The end-state principle embodied by Rawls claims that Wilt would have to return the money to society, for surely basketball does not override another individual's right to wealth and income. In addition, it was natural talent that enabled him to play basketball so well. At this point, the external criticism of Rawls must be introduced. Granted, in the original position Wilt Chamberlain would be ignorant of his height and hand-eye coordination, as such he could possibly agree to give up the benefits of these advantages. It must be pointed out though, that Michael Jordan, arguably the greatest of all time, was cut from his high school basketball team the first time he tried out. Talent and the subsequent hard work that he put in cannot be differentiated in any objective manner.
Differentiating between natural advantages and the fruits of an individual's labor is impossible. No rational individual would agree to sacrifice his own hard earned income to another simply for the sake of equality. Society would be plagued by the free-rider problem as individuals took advantage of others' productivity, without having to provide anything of their own. This is the historical context that the second principle of A Theory of Justice fails to account for and, in doing so, violates the basic precepts that Rawls established.
The alternative proposed by Nozick could still be construed as consistent with much of Rawls' analysis. However, it would exclude the second principle because of its conflict with the first. Nozick, citing F.A. Hayek, contends "that in a free society there will be distribution in accordance with value rather than moral merit; that is, in accordance with the perceived value of a person's actions and services to others (705)". This is an eloquent statement of the hot dog example.

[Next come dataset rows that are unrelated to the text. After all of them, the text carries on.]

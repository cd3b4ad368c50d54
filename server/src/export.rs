//! Export artifacts: the compiled dataset written as pretty JSON inside a scoped temporary
//! directory.

use chrono::{DateTime, Local};
use nerlabel::ExportRecord;
use std::fs::{self, File};
use std::io::{self, BufWriter, Write};
use std::path::{Path, PathBuf};
use tempfile::TempDir;

use crate::error::ServerError;

/// Name of the downloaded file, `<dataset>_<YYYYMMDD_HHMMSS>.json`. Characters of the dataset
/// name that cannot appear in a file name or a header are replaced by `_`.
pub fn export_file_name(dataset: &str, now: DateTime<Local>) -> String {
    let dataset: String = dataset
        .chars()
        .map(|c| {
            if c.is_ascii_alphanumeric() || c == '-' || c == '_' || c == '.' {
                c
            } else {
                '_'
            }
        })
        .collect();
    format!("{}_{}.json", dataset, now.format("%Y%m%d_%H%M%S"))
}

/// An export file living in its own temporary directory. The directory is removed when the
/// artifact is dropped or consumed.
#[derive(Debug)]
pub struct ExportArtifact {
    dir: TempDir,
    path: PathBuf,
    file_name: String,
}

impl ExportArtifact {
    /// Creates a directory named after `prefix` in the system temp dir and writes `records` into
    /// `file_name` as JSON indented with 2 spaces.
    pub fn write(
        prefix: &str,
        file_name: String,
        records: &[ExportRecord],
    ) -> Result<Self, ServerError> {
        let dir = tempfile::Builder::new().prefix(prefix).tempdir()?;
        let path = dir.path().join(&file_name);
        tracing::debug!(path = %path.display(), "writing export file");
        let mut writer = BufWriter::new(File::create(&path)?);
        serde_json::to_writer_pretty(&mut writer, records)?;
        writer.flush()?;
        Ok(ExportArtifact {
            dir,
            path,
            file_name,
        })
    }

    pub fn path(&self) -> &Path {
        &self.path
    }

    pub fn dir(&self) -> &Path {
        self.dir.path()
    }

    pub fn file_name(&self) -> &str {
        &self.file_name
    }

    /// Reads the file back and removes the directory.
    pub fn into_bytes(self) -> io::Result<Vec<u8>> {
        let bytes = fs::read(&self.path)?;
        self.dir.close()?;
        Ok(bytes)
    }
}

#[cfg(test)]
mod tests {
    use super::*;
    use chrono::TimeZone;
    use rstest::rstest;

    fn build_records() -> Vec<ExportRecord> {
        vec![ExportRecord {
            tokens: vec![String::from("Paris"), String::from(".")],
            ner_tags: vec![String::from("B-LOC"), String::from("O")],
        }]
    }

    #[rstest]
    #[case("news", "news_20240305_090807.json")]
    #[case("my-data_v1.2", "my-data_v1.2_20240305_090807.json")]
    #[case("a b\"c", "a_b_c_20240305_090807.json")]
    #[case("données", "donn_es_20240305_090807.json")]
    fn test_export_file_name(#[case] dataset: &str, #[case] expected: &str) {
        let now = Local.with_ymd_and_hms(2024, 3, 5, 9, 8, 7).unwrap();
        assert_eq!(export_file_name(dataset, now), expected);
    }

    #[test]
    fn test_artifact_is_removed_once_read() {
        let artifact = ExportArtifact::write(
            "nerlabel_artifact_test_",
            String::from("news.json"),
            &build_records(),
        )
        .unwrap();
        let dir = artifact.dir().to_path_buf();
        assert!(artifact.path().exists());
        assert_eq!(artifact.file_name(), "news.json");
        let dir_name = dir.file_name().unwrap().to_string_lossy().into_owned();
        assert!(dir_name.starts_with("nerlabel_artifact_test_"));

        let bytes = artifact.into_bytes().unwrap();
        assert!(!dir.exists());
        let text = String::from_utf8(bytes).unwrap();
        let expected = "[\n  {\n    \"tokens\": [\n      \"Paris\",\n      \".\"\n    ],\n    \"ner_tags\": [\n      \"B-LOC\",\n      \"O\"\n    ]\n  }\n]";
        assert_eq!(text, expected);
    }

    #[test]
    fn test_artifact_is_removed_on_drop() {
        let artifact =
            ExportArtifact::write("nerlabel_artifact_drop_", String::from("x.json"), &[]).unwrap();
        let dir = artifact.dir().to_path_buf();
        drop(artifact);
        assert!(!dir.exists());
    }
}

An individual receives his share of the distribution in accordance with what he provides to other individuals. Liberty and choice are the central themes of this pattern, because in a market system every person is free to make whatever transactions he deems necessary.
The more an individual does to serve the ends of others, the greater the share of the distribution that individual will receive. Nozick gives a maxim to represent his distributive justice: From each as they choose, to each as they are chosen (707). By eliminating the second principle of Rawls, the preceding logic in A Theory of Justice is all but flawless. It provides for a distribution based on the first principle, that of inviolable liberty. Cohen, Mitchell and Nicole Fer mon, eds.
Princeton Readings in Political Thought. Princeton: Princeton University Press, 1996.